Civil society is the set of voluntary civic organizations and institutions that form the foundations of a functioning society , as opposed to structures that are aided by the state.

There are several definitions of civil society. The first came from Adam Ferguson, a Scottish philosopher, who wrote the first work on civil society in 1767, entitled “Essay on the History of Civil Society”. According to Ferguson, civil society is the opposite of an isolated individual, more specifically, someone who lives in a community. Subsequently, the concept of Civil Society was developed by Immanuel Kant, and for him society was based on law.

A widely used concept is that of organized civil society, described by the author Nildo Viana as “a bureaucratic mediation between civil society and the state”.

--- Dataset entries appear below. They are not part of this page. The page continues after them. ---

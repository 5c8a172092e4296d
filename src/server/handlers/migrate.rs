//! Migration tool family: scanning, reporting, conversion, validation.

use crate::comparison::reconciler::reconcile;
use crate::convert::engine::{validate_source, ConversionEngine};
use crate::convert::rewriter::convert_print_statements as rewrite_prints;
use crate::convert::syntax::check_syntax;
use crate::core::{FileScanResult, SkipReason, ToolError, ToolResult};
use crate::io::reader::read_text_lossy;
use crate::report::estimator::prioritize;
use crate::report::guides::{migration_guide, GUIDE_TOPICS};
use crate::scanner::aggregator::scan_path;
use crate::scanner::line_scanner::{scan_lines, scan_source};
use crate::server::handlers::{arg_bool, arg_str, arg_str_list};
use crate::server::tools::ServerState;
use serde_json::{json, Map, Value};
use std::collections::BTreeMap;
use std::path::{Path, PathBuf};

fn check_code_length(code: &str, state: &ServerState) -> ToolResult<()> {
    let length = code.chars().count();
    if length > state.limits.max_code_length {
        return Err(ToolError::CodeLengthLimitExceeded {
            length,
            limit: state.limits.max_code_length,
        });
    }
    Ok(())
}

fn exclude_arg(args: &Value, state: &ServerState) -> Vec<String> {
    arg_str_list(args, "exclude").unwrap_or_else(|| state.default_exclude.clone())
}

/// `analyze_code {code}` — the informal, description-oriented view of the
/// registry. Rule keys and descriptions differ from `scan_compat`, but the
/// underlying regular expressions are the same table, so both views agree
/// on what is flagged.
pub fn analyze_code(state: &ServerState, args: &Value) -> ToolResult<Value> {
    let code = arg_str(args, "code");
    check_code_length(&code, state)?;

    let rules = crate::patterns::legacy_rules();
    let path = Path::new("<input>");
    let mut findings = Vec::new();
    let mut by_rule: BTreeMap<String, usize> = BTreeMap::new();
    let mut by_category: BTreeMap<String, usize> = BTreeMap::new();

    for issue in scan_lines(path, code.lines(), rules) {
        let rule = crate::patterns::rule_by_code(&issue.code)
            .expect("issue produced by a rule outside the registry");
        *by_rule.entry(rule.name.to_string()).or_insert(0) += 1;
        *by_category
            .entry(issue.category.as_str().to_string())
            .or_insert(0) += 1;
        findings.push(json!({
            "line": issue.line,
            "rule": rule.name,
            "description": rule.description,
            "source": issue.source,
        }));
    }

    let total = findings.len();
    Ok(json!({
        "issues": findings,
        "total_issues": total,
        "by_category": by_category,
        "by_rule": by_rule,
        "compatible": total == 0,
        "message": if total == 0 {
            "No Python 2 patterns detected. Code appears Python 3 compatible."
        } else {
            "Python 2 patterns detected; see issues for line-level detail."
        },
    }))
}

These are some examples of civil society entities:

  • Professional Associations;
  • civic clubs;
  • Social and sports clubs;
  • Cooperatives;
  • corporations;
  • Environmental groups;
  • Groups by gender, cultural and religious;
  • Charitable institutions;
  • Political institutions;
  • Consumer protection bodies.

Civil Society and State

According to the Italian philosopher and politician Antonio Gramsci, the State should not be seen only as Government. Gramsci makes the division of the State into political society and civil society. According to Gramsci, political society refers to political institutions and the legal and constitutional control they exercise. Civil society, on the other hand, is seen as a non-state or private organism, which may include the economy, for example. Political society is connoted with force and civil society with consent.

Gramsci contributed greatly to the analysis of the concept of civil society and also of the Civil Society/State dichotomy.